Task requirements: Go through the records and filter out every line lacking the word "DecodingKey"; copy the lines that remain.

··· Source data

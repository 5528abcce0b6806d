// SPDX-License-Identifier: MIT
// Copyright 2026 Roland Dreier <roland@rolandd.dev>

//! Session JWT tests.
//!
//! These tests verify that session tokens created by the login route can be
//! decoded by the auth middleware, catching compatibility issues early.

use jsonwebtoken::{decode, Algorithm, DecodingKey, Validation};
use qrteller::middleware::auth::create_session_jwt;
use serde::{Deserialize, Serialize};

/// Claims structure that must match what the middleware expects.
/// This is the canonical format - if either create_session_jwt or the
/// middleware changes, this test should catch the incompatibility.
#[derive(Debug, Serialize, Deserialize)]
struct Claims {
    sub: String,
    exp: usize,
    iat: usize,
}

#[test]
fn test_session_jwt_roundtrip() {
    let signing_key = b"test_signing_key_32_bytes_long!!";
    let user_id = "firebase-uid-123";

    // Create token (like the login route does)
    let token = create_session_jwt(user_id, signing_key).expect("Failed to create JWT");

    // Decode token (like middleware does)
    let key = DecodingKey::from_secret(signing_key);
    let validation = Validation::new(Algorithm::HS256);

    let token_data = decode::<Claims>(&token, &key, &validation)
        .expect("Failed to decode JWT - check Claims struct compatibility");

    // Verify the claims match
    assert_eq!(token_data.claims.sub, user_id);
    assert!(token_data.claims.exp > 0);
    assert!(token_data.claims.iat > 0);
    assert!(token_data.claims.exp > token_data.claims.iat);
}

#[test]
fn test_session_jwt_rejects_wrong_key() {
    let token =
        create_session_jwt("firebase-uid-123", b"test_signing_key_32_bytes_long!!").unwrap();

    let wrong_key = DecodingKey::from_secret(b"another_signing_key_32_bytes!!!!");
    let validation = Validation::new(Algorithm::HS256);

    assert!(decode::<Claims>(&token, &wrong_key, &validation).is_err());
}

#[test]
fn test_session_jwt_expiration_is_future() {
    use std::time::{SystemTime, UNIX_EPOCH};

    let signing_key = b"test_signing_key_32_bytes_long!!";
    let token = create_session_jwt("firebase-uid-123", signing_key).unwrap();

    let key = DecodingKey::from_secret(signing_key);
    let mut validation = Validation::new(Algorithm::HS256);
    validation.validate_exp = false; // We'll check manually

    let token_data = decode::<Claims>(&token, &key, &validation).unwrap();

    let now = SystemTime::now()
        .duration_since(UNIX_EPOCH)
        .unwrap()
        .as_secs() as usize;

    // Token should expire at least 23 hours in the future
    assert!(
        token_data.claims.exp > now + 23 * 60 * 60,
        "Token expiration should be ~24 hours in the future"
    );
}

······
··· Source data

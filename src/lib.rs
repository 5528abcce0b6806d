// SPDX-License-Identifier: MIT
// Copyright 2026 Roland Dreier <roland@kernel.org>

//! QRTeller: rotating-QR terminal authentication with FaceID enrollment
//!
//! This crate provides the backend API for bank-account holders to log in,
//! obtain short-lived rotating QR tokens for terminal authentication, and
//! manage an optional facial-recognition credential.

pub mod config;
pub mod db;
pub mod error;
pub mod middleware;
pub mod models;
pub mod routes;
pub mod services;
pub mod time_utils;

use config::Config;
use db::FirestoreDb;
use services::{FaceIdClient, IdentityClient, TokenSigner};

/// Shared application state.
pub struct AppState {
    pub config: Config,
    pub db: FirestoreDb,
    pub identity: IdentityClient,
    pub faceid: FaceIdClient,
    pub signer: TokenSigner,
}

······
··· Source data

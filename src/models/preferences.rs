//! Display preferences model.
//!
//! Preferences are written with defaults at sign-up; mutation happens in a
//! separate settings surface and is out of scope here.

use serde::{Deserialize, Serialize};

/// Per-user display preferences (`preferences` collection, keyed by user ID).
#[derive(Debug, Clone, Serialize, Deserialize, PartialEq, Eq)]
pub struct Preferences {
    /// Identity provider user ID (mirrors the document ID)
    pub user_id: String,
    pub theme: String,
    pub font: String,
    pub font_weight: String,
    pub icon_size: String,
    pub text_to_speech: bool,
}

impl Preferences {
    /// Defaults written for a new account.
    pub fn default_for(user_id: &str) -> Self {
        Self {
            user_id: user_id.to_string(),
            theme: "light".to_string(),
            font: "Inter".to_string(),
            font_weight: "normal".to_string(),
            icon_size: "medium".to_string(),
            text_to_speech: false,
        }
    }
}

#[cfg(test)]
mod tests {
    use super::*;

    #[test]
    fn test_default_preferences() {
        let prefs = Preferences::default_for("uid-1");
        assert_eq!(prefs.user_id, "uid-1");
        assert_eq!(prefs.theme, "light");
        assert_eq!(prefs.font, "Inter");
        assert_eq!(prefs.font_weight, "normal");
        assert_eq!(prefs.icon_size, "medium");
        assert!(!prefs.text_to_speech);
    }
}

······

Task answer:
use jsonwebtoken::{decode, Algorithm, DecodingKey, Validation};
    let key = DecodingKey::from_secret(signing_key);
    let wrong_key = DecodingKey::from_secret(b"another_signing_key_32_bytes!!!!");
    let key = DecodingKey::from_secret(signing_key);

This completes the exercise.